**Aim of the exercise:** Whatever appears in the records should be given again exactly, down to the last mark.

'''

//! The composed resilience layer.
//!
//! Built once per process and shared by `Arc`; there are no global
//! registries.

use llm_resilience_core::domain::{
    CircuitBreakerConfig, ClassifierConfig, HealthMonitorConfig, OverallHealth, RetryConfig,
};
use llm_resilience_core::CoreError;
use serde::{Deserialize, Serialize};
use std::sync::Arc;
use tracing::info;
use validator::Validate;

use crate::classifier::ErrorClassifier;
use crate::observability::HealthMonitor;
use crate::resilience::{CircuitBreakerRegistry, RetryManager};

/// Settings for every component of the layer.
#[derive(Debug, Clone, Default, Serialize, Deserialize, PartialEq, Validate)]
#[serde(default)]
pub struct ResilienceSettings {
    #[validate(nested)]
    pub classifier: ClassifierConfig,
    /// Default config for breakers created by name
    #[validate(nested)]
    pub circuit_breaker: CircuitBreakerConfig,
    #[validate(nested)]
    pub retry: RetryConfig,
    #[validate(nested)]
    pub health: HealthMonitorConfig,
}

/// Classifier, breakers, retry manager and health monitor wired together.
#[derive(Clone)]
pub struct ResilienceLayer {
    pub classifier: Arc<ErrorClassifier>,
    pub breakers: Arc<CircuitBreakerRegistry>,
    pub retry: Arc<RetryManager>,
    pub health: Arc<HealthMonitor>,
}

impl ResilienceLayer {
    /// Validates `settings` and builds every component from them.
    pub fn from_settings(settings: &ResilienceSettings) -> Result<Self, CoreError> {
        settings.validate()?;

        let classifier = Arc::new(ErrorClassifier::new(settings.classifier.clone()));
        let breakers = Arc::new(CircuitBreakerRegistry::new(
            settings.circuit_breaker.clone(),
        ));
        let retry = Arc::new(RetryManager::new(
            Arc::clone(&classifier),
            Arc::clone(&breakers),
            settings.retry.clone(),
        ));
        let health = Arc::new(HealthMonitor::new(settings.health.clone()));

        info!("Resilience layer initialized");
        Ok(Self {
            classifier,
            breakers,
            retry,
            health,
        })
    }

    /// Snapshot of every monitored service.
    pub async fn overall_health(&self) -> OverallHealth {
        self.health.overall_health().await
    }

    /// Stops the health monitor and cancels pending retry waits.
    pub async fn shutdown(&self) {
        self.retry.shutdown();
        self.health.stop().await;
        info!("Resilience layer shut down");
    }
}
use llm_resilience_core::domain::{
    ClassifierConfig, ErrorCategory, ErrorContext, ErrorPattern, ErrorSeverity, ErrorSource,
    RecoveryStrategy,
};
use llm_resilience_engine::ErrorClassifier;
use pretty_assertions::assert_eq;
use std::time::Duration;
use thiserror::Error;

#[derive(Debug, Error)]
enum ProviderError {
    #[error("connection refused by {0}")]
    Connect(String),
    #[error("rate limit exceeded, retry later")]
    Throttled,
    #[error("model returned garbage")]
    Garbage,
}

#[test]
fn test_repeated_error_keeps_signature_and_counts_up() {
    let classifier = ErrorClassifier::default();
    let context = ErrorContext::new("chat_completion");
    let error = ProviderError::Connect("api.example.com".to_string());

    let mut signature = None;
    for expected in 1..=4u64 {
        let classified = classifier.classify(&error, &context);
        assert_eq!(classified.frequency, expected);
        assert_eq!(classified.category, ErrorCategory::Network);
        match &signature {
            None => signature = Some(classified.signature.clone()),
            Some(first) => assert_eq!(&classified.signature, first),
        }
    }

    let signature = signature.unwrap();
    let stored = classifier.record(&signature).unwrap();
    assert_eq!(stored.frequency, 4);
    assert!(stored.last_seen >= stored.first_seen);
    assert_eq!(
        classifier.error_frequency(&signature, Duration::from_secs(60)),
        4
    );
}

#[test]
fn test_operation_is_part_of_the_signature() {
    let classifier = ErrorClassifier::default();
    let error = ProviderError::Throttled;

    let search = classifier.classify(&error, &ErrorContext::new("search"));
    let generate = classifier.classify(&error, &ErrorContext::new("generate"));

    assert_ne!(search.signature, generate.signature);
    assert_eq!(search.category, ErrorCategory::RateLimit);
    assert_eq!(classifier.statistics().distinct_signatures, 2);
}

#[test]
fn test_unmatched_error_is_unknown_and_retryable() {
    let classifier = ErrorClassifier::default();

    let classified = classifier.classify(&ProviderError::Garbage, &ErrorContext::new("generate"));

    assert_eq!(classified.category, ErrorCategory::Unknown);
    assert_eq!(classified.matched_pattern, None);
    assert_eq!(classified.confidence, 0.5);
    assert!(!classified.is_fail_fast());
}

#[test]
fn test_status_code_raises_confidence() {
    let classifier = ErrorClassifier::default();
    let context = ErrorContext::new("generate");

    let plain = classifier.classify_parts("HttpError", "too many requests", &context, None);
    let with_status =
        classifier.classify_parts("HttpError", "Too Many Requests!", &context, Some(429));

    assert_eq!(plain.category, ErrorCategory::RateLimit);
    assert_eq!(with_status.category, ErrorCategory::RateLimit);
    assert!(with_status.confidence > plain.confidence);
}

#[test]
fn test_custom_pattern_takes_part_in_matching() {
    let classifier = ErrorClassifier::new(ClassifierConfig {
        default_patterns: false,
        ..Default::default()
    });
    classifier.register_pattern(
        ErrorPattern::new("garbage_output", ErrorCategory::ExternalService, ErrorSeverity::Low)
            .with_types(&["ProviderError"])
            .with_messages(&["garbage"])
            .with_source(ErrorSource::Llm)
            .with_recovery(RecoveryStrategy::Fallback, 1, Duration::from_millis(100)),
    );

    let classified = classifier.classify(&ProviderError::Garbage, &ErrorContext::new("generate"));

    assert_eq!(classified.matched_pattern.as_deref(), Some("garbage_output"));
    assert_eq!(classified.source, ErrorSource::Llm);
    assert_eq!(classified.recovery_strategy, RecoveryStrategy::Fallback);
    assert!(classified.confidence > 0.7);
}

#[test]
fn test_alerting_follows_severity_thresholds() {
    let classifier = ErrorClassifier::default();
    let context = ErrorContext::new("search");
    let error = ProviderError::Connect("db".to_string());

    // Network errors are high severity and alert on the third occurrence
    let first = classifier.classify(&error, &context);
    assert!(!classifier.should_alert(&first));
    classifier.classify(&error, &context);
    let third = classifier.classify(&error, &context);
    assert!(classifier.should_alert(&third));
    assert!(!classifier.should_escalate(&third));
}

#[test]
fn test_critical_errors_always_escalate() {
    let classifier = ErrorClassifier::default();
    let classified = classifier.classify_parts(
        "ProviderError",
        "out of memory while loading weights",
        &ErrorContext::new("load_model"),
        None,
    );

    assert_eq!(classified.severity, ErrorSeverity::Critical);
    assert!(classifier.should_escalate(&classified));
}

#[test]
fn test_most_frequent_and_statistics() {
    let classifier = ErrorClassifier::default();
    let context = ErrorContext::new("generate");

    for _ in 0..3 {
        classifier.classify(&ProviderError::Throttled, &context);
    }
    classifier.classify(&ProviderError::Garbage, &context);

    let top = classifier.most_frequent(1);
    assert_eq!(top.len(), 1);
    assert_eq!(top[0].category, ErrorCategory::RateLimit);

    let stats = classifier.statistics();
    assert_eq!(stats.total_occurrences, 4);
    assert_eq!(stats.by_category[&ErrorCategory::RateLimit], 3);
    assert_eq!(stats.by_category[&ErrorCategory::Unknown], 1);

    classifier.clear();
    assert!(classifier.most_frequent(10).is_empty());
}

#[test]
fn test_prune_keeps_recent_signatures() {
    let classifier = ErrorClassifier::default();
    classifier.classify(&ProviderError::Throttled, &ErrorContext::new("generate"));

    assert_eq!(classifier.prune_expired(), 0);
    assert_eq!(classifier.statistics().distinct_signatures, 1);
}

'''

**Result for this task:**
//! The composed resilience layer.
//!
//! Built once per process and shared by `Arc`; there are no global
//! registries.

use llm_resilience_core::domain::{
    CircuitBreakerConfig, ClassifierConfig, HealthMonitorConfig, OverallHealth, RetryConfig,
};
use llm_resilience_core::CoreError;
use serde::{Deserialize, Serialize};
use std::sync::Arc;
use tracing::info;
use validator::Validate;

use crate::classifier::ErrorClassifier;
use crate::observability::HealthMonitor;
use crate::resilience::{CircuitBreakerRegistry, RetryManager};

/// Settings for every component of the layer.
#[derive(Debug, Clone, Default, Serialize, Deserialize, PartialEq, Validate)]
#[serde(default)]
pub struct ResilienceSettings {
    #[validate(nested)]
    pub classifier: ClassifierConfig,
    /// Default config for breakers created by name
    #[validate(nested)]
    pub circuit_breaker: CircuitBreakerConfig,
    #[validate(nested)]
    pub retry: RetryConfig,
    #[validate(nested)]
    pub health: HealthMonitorConfig,
}

/// Classifier, breakers, retry manager and health monitor wired together.
#[derive(Clone)]
pub struct ResilienceLayer {
    pub classifier: Arc<ErrorClassifier>,
    pub breakers: Arc<CircuitBreakerRegistry>,
    pub retry: Arc<RetryManager>,
    pub health: Arc<HealthMonitor>,
}

impl ResilienceLayer {
    /// Validates `settings` and builds every component from them.
    pub fn from_settings(settings: &ResilienceSettings) -> Result<Self, CoreError> {
        settings.validate()?;

        let classifier = Arc::new(ErrorClassifier::new(settings.classifier.clone()));
        let breakers = Arc::new(CircuitBreakerRegistry::new(
            settings.circuit_breaker.clone(),
        ));
        let retry = Arc::new(RetryManager::new(
            Arc::clone(&classifier),
            Arc::clone(&breakers),
            settings.retry.clone(),
        ));
        let health = Arc::new(HealthMonitor::new(settings.health.clone()));

        info!("Resilience layer initialized");
        Ok(Self {
            classifier,
            breakers,
            retry,
            health,
        })
    }

    /// Snapshot of every monitored service.
    pub async fn overall_health(&self) -> OverallHealth {
        self.health.overall_health().await
    }

    /// Stops the health monitor and cancels pending retry waits.
    pub async fn shutdown(&self) {
        self.retry.shutdown();
        self.health.stop().await;
        info!("Resilience layer shut down");
    }
}
use llm_resilience_core::domain::{
    ClassifierConfig, ErrorCategory, ErrorContext, ErrorPattern, ErrorSeverity, ErrorSource,
    RecoveryStrategy,
};
use llm_resilience_engine::ErrorClassifier;
use pretty_assertions::assert_eq;
use std::time::Duration;
use thiserror::Error;

#[derive(Debug, Error)]
enum ProviderError {
    #[error("connection refused by {0}")]
    Connect(String),
    #[error("rate limit exceeded, retry later")]
    Throttled,
    #[error("model returned garbage")]
    Garbage,
}

#[test]
fn test_repeated_error_keeps_signature_and_counts_up() {
    let classifier = ErrorClassifier::default();
    let context = ErrorContext::new("chat_completion");
    let error = ProviderError::Connect("api.example.com".to_string());

    let mut signature = None;
    for expected in 1..=4u64 {
        let classified = classifier.classify(&error, &context);
        assert_eq!(classified.frequency, expected);
        assert_eq!(classified.category, ErrorCategory::Network);
        match &signature {
            None => signature = Some(classified.signature.clone()),
            Some(first) => assert_eq!(&classified.signature, first),
        }
    }

    let signature = signature.unwrap();
    let stored = classifier.record(&signature).unwrap();
    assert_eq!(stored.frequency, 4);
    assert!(stored.last_seen >= stored.first_seen);
    assert_eq!(
        classifier.error_frequency(&signature, Duration::from_secs(60)),
        4
    );
}

#[test]
fn test_operation_is_part_of_the_signature() {
    let classifier = ErrorClassifier::default();
    let error = ProviderError::Throttled;

    let search = classifier.classify(&error, &ErrorContext::new("search"));
    let generate = classifier.classify(&error, &ErrorContext::new("generate"));

    assert_ne!(search.signature, generate.signature);
    assert_eq!(search.category, ErrorCategory::RateLimit);
    assert_eq!(classifier.statistics().distinct_signatures, 2);
}

#[test]
fn test_unmatched_error_is_unknown_and_retryable() {
    let classifier = ErrorClassifier::default();

    let classified = classifier.classify(&ProviderError::Garbage, &ErrorContext::new("generate"));

    assert_eq!(classified.category, ErrorCategory::Unknown);
    assert_eq!(classified.matched_pattern, None);
    assert_eq!(classified.confidence, 0.5);
    assert!(!classified.is_fail_fast());
}

#[test]
fn test_status_code_raises_confidence() {
    let classifier = ErrorClassifier::default();
    let context = ErrorContext::new("generate");

    let plain = classifier.classify_parts("HttpError", "too many requests", &context, None);
    let with_status =
        classifier.classify_parts("HttpError", "Too Many Requests!", &context, Some(429));

    assert_eq!(plain.category, ErrorCategory::RateLimit);
    assert_eq!(with_status.category, ErrorCategory::RateLimit);
    assert!(with_status.confidence > plain.confidence);
}

#[test]
fn test_custom_pattern_takes_part_in_matching() {
    let classifier = ErrorClassifier::new(ClassifierConfig {
        default_patterns: false,
        ..Default::default()
    });
    classifier.register_pattern(
        ErrorPattern::new("garbage_output", ErrorCategory::ExternalService, ErrorSeverity::Low)
            .with_types(&["ProviderError"])
            .with_messages(&["garbage"])
            .with_source(ErrorSource::Llm)
            .with_recovery(RecoveryStrategy::Fallback, 1, Duration::from_millis(100)),
    );

    let classified = classifier.classify(&ProviderError::Garbage, &ErrorContext::new("generate"));

    assert_eq!(classified.matched_pattern.as_deref(), Some("garbage_output"));
    assert_eq!(classified.source, ErrorSource::Llm);
    assert_eq!(classified.recovery_strategy, RecoveryStrategy::Fallback);
    assert!(classified.confidence > 0.7);
}

#[test]
fn test_alerting_follows_severity_thresholds() {
    let classifier = ErrorClassifier::default();
    let context = ErrorContext::new("search");
    let error = ProviderError::Connect("db".to_string());

    // Network errors are high severity and alert on the third occurrence
    let first = classifier.classify(&error, &context);
    assert!(!classifier.should_alert(&first));
    classifier.classify(&error, &context);
    let third = classifier.classify(&error, &context);
    assert!(classifier.should_alert(&third));
    assert!(!classifier.should_escalate(&third));
}

#[test]
fn test_critical_errors_always_escalate() {
    let classifier = ErrorClassifier::default();
    let classified = classifier.classify_parts(
        "ProviderError",
        "out of memory while loading weights",
        &ErrorContext::new("load_model"),
        None,
    );

    assert_eq!(classified.severity, ErrorSeverity::Critical);
    assert!(classifier.should_escalate(&classified));
}

#[test]
fn test_most_frequent_and_statistics() {
    let classifier = ErrorClassifier::default();
    let context = ErrorContext::new("generate");

    for _ in 0..3 {
        classifier.classify(&ProviderError::Throttled, &context);
    }
    classifier.classify(&ProviderError::Garbage, &context);

    let top = classifier.most_frequent(1);
    assert_eq!(top.len(), 1);
    assert_eq!(top[0].category, ErrorCategory::RateLimit);

    let stats = classifier.statistics();
    assert_eq!(stats.total_occurrences, 4);
    assert_eq!(stats.by_category[&ErrorCategory::RateLimit], 3);
    assert_eq!(stats.by_category[&ErrorCategory::Unknown], 1);

    classifier.clear();
    assert!(classifier.most_frequent(10).is_empty());
}

#[test]
fn test_prune_keeps_recent_signatures() {
    let classifier = ErrorClassifier::default();
    classifier.classify(&ProviderError::Throttled, &ErrorContext::new("generate"));

    assert_eq!(classifier.prune_expired(), 0);
    assert_eq!(classifier.statistics().distinct_signatures, 1);
}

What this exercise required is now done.